Dr. John Marshall of St. Michael's Hospital in Toronto, one of the authors of the study, says the research gives a good picture of the scope of the problem worldwide.

"One of the things that this study actually allows us to do, is to begin to get a sense as to how much of the burden of infection is an added burden on a patient who is already at risk of dying because of the underlying diseases that led them to be in the intensive care unit," he said in a statement.

In an accompanying editorial, Dr. Steven M. Opal, of Warren Alpert Medical School of Brown University in Providence, R.I., and Dr. Thierry Calandra, of Centre Hospitalier Universitaire Vaudois and University of Lausanne in Switzerland, write that a number of the infections appearing in hospitals are cause for worry.

A form of bacteria known as gram-negative now account for 63 per cent of infections, they note, which is worrying since such infections were once on the wane.

"This is not a favorable trend, because resistance among gram-negative bacteria is increasing and the number of therapeutic alternatives to treat these infections is diminishing," they write.

There are a number of things doctors could do to limit infections in hospital, they write. Firstly, doctors should work to combat antibiotic resistance by limiting the use of antibiotics to patients who clearly have bacterial infections and then discontinue their use when their possible benefits have been obtained.
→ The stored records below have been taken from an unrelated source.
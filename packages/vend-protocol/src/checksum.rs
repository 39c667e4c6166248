use core::fmt;

use crate::encode::Encode;

/// Bit-reversed CCITT polynomial the checksum engine shifts against.
pub const CHECKSUM_POLY: u16 = 0x8408;

/// Combines a running checksum `state` with one input byte.
///
/// The byte is placed above the 16-bit state and the resulting 24-bit value is
/// shifted out eight times against [`CHECKSUM_POLY`]. This is the "augmented"
/// form of CRC-16/KERMIT: folding it over `bytes ++ [0, 0]` yields the KERMIT
/// checksum of `bytes`.
#[inline]
pub const fn checksum_update(state: u16, byte: u8) -> u16 {
    let mut x = ((byte as u32) << 16) + state as u32;

    let mut i = 0;
    while i < 8 {
        x = if x & 1 != 0 {
            (x >> 1) ^ CHECKSUM_POLY as u32
        } else {
            x >> 1
        };
        i += 1;
    }

    x as u16
}

/// Folds [`checksum_update`] over `bytes`, starting from zero.
pub fn checksum(bytes: &[u8]) -> u16 {
    bytes
        .iter()
        .fold(0, |state, &byte| checksum_update(state, byte))
}

/// Running checksum over a byte sequence delivered in pieces.
#[derive(Debug, Clone, Copy, Default, PartialEq, Eq, Hash)]
pub struct Checksum {
    state: u16,
}

impl Checksum {
    pub const fn new() -> Self {
        Self { state: 0 }
    }

    pub fn update(&mut self, bytes: &[u8]) {
        for &byte in bytes {
            self.state = checksum_update(self.state, byte);
        }
    }

    pub const fn value(&self) -> u16 {
        self.state
    }
}

/// Letter case used for the hex digits of the checksum field.
#[derive(Debug, Clone, Copy, Default, PartialEq, Eq, Hash)]
pub enum HexCase {
    #[default]
    Lower,
    Upper,
}

/// How the checksum text fit into the fixed 4-byte trailer.
///
/// The trailer holds `hex(checksum) + " "` with at least two digits, which is
/// anywhere from 3 to 5 bytes long.
#[derive(Debug, Clone, Copy, PartialEq, Eq, Hash)]
pub enum ChecksumFit {
    /// Three digits and the trailing space, exactly 4 bytes.
    Fits,
    /// Four digits; the trailing space did not fit and was dropped.
    Truncated,
    /// Two digits and the trailing space; the last byte is an extra space.
    Padded,
}

/// The 4-byte ASCII checksum trailer of a frame.
///
/// # Encoding
///
/// | Checksum          | Text      | Field    | Fit                       |
/// |-------------------|-----------|----------|---------------------------|
/// | `0x0000..=0x00FF` | `"24 "`   | `"24  "` | [`ChecksumFit::Padded`]    |
/// | `0x0100..=0x0FFF` | `"569 "`  | `"569 "` | [`ChecksumFit::Fits`]      |
/// | `0x1000..=0xFFFF` | `"4091 "` | `"4091"` | [`ChecksumFit::Truncated`] |
#[derive(Debug, Clone, Copy, PartialEq, Eq, Hash)]
pub struct ChecksumField {
    value: u16,
    bytes: [u8; 4],
    fit: ChecksumFit,
}

impl ChecksumField {
    /// Width of the checksum trailer on the wire.
    pub const SIZE: usize = 4;

    pub fn new(value: u16, case: HexCase) -> Self {
        let digits = match value {
            0..=0xFF => 2,
            0x100..=0xFFF => 3,
            _ => 4,
        };
        let table = match case {
            HexCase::Lower => b"0123456789abcdef",
            HexCase::Upper => b"0123456789ABCDEF",
        };

        let mut bytes = [b' '; Self::SIZE];
        for (i, byte) in bytes.iter_mut().take(digits).enumerate() {
            let shift = 4 * (digits - 1 - i);
            *byte = table[((value >> shift) & 0xF) as usize];
        }

        let fit = match digits {
            2 => ChecksumFit::Padded,
            3 => ChecksumFit::Fits,
            _ => ChecksumFit::Truncated,
        };

        Self { value, bytes, fit }
    }

    pub const fn value(&self) -> u16 {
        self.value
    }

    pub const fn fit(&self) -> ChecksumFit {
        self.fit
    }

    pub const fn as_bytes(&self) -> &[u8; Self::SIZE] {
        &self.bytes
    }

    /// Returns `true` if `found` carries this checksum in either letter case.
    pub fn matches(&self, found: &[u8]) -> bool {
        found.eq_ignore_ascii_case(&self.bytes)
    }
}

impl Encode for ChecksumField {
    fn size(&self) -> usize {
        Self::SIZE
    }

    fn encode(&self, data: &mut [u8]) {
        data[..Self::SIZE].copy_from_slice(&self.bytes);
    }
}

impl fmt::Display for ChecksumField {
    fn fmt(&self, f: &mut fmt::Formatter<'_>) -> fmt::Result {
        for &byte in &self.bytes {
            write!(f, "{}", byte as char)?;
        }
        Ok(())
    }
}

#[cfg(test)]
mod tests {
    use super::*;

    const KERMIT: crc::Crc<u16> = crc::Crc::<u16>::new(&crc::CRC_16_KERMIT);

    #[test]
    fn update_vectors() {
        assert_eq!(checksum_update(0, 0x01), 0x0100);
        assert_eq!(checksum_update(0x1234, 0xAB), 0xDCB5);
        assert_eq!(checksum(b""), 0);
        assert_eq!(checksum(b"123456789"), 0x507F);
    }

    #[test]
    fn augmented_kermit() {
        // Two trailing zero bytes flush the state through the register.
        let inputs: [&[u8]; 4] = [b"123456789", b"abc", b"\x02005 107\x03", &[0xFF; 32]];
        for input in inputs {
            let mut engine = Checksum::new();
            engine.update(input);
            engine.update(&[0, 0]);

            assert_eq!(engine.value(), KERMIT.checksum(input));
        }
    }

    #[test]
    fn running_matches_oneshot() {
        let data = b"005 107\x01\x03";
        let mut engine = Checksum::new();
        engine.update(&data[..3]);
        engine.update(&data[3..]);

        assert_eq!(engine.value(), checksum(data));
    }

    #[test]
    fn single_byte_change() {
        let original = checksum(b"0051071\x03");
        let changed = checksum(b"0051072\x03");

        assert_ne!(original, changed);
    }

    #[test]
    fn field_widths() {
        let padded = ChecksumField::new(0x24, HexCase::Lower);
        assert_eq!(padded.as_bytes(), b"24  ");
        assert_eq!(padded.fit(), ChecksumFit::Padded);

        let fits = ChecksumField::new(0x569, HexCase::Lower);
        assert_eq!(fits.as_bytes(), b"569 ");
        assert_eq!(fits.fit(), ChecksumFit::Fits);

        let truncated = ChecksumField::new(0x4091, HexCase::Lower);
        assert_eq!(truncated.as_bytes(), b"4091");
        assert_eq!(truncated.fit(), ChecksumFit::Truncated);

        assert_eq!(ChecksumField::new(0, HexCase::Lower).as_bytes(), b"00  ");
    }

    #[test]
    fn field_case() {
        let upper = ChecksumField::new(0x70D, HexCase::Upper);
        let lower = ChecksumField::new(0x70D, HexCase::Lower);

        assert_eq!(upper.as_bytes(), b"70D ");
        assert_eq!(lower.as_bytes(), b"70d ");
        assert!(lower.matches(upper.as_bytes()));
        assert!(!lower.matches(b"70e "));
    }
}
What's also needed are new, faster tests that can determine if a patient is really infected with bacteria.

"With few alternatives available, it is understandable why intensivists opt for liberal antibiotic use and rely heavily on these therapeutic agents to carry patients through critical illness to recovery," Opal and Calandra wrote.

But even more important, new drugs need to be developed to replace the increasingly obsolete classes of antibiotics that currently exist, they insist.

"Development of novel classes of antimicrobial agents is sadly lacking and needs to be a major research priority. New drugs are needed to replace the increasingly obsolete classes of antibiotics that currently exist," they write.

"A 'post-antibiotic era' is difficult to contemplate but might become a reality unless the threat of progressive antibiotic resistance is taken seriously."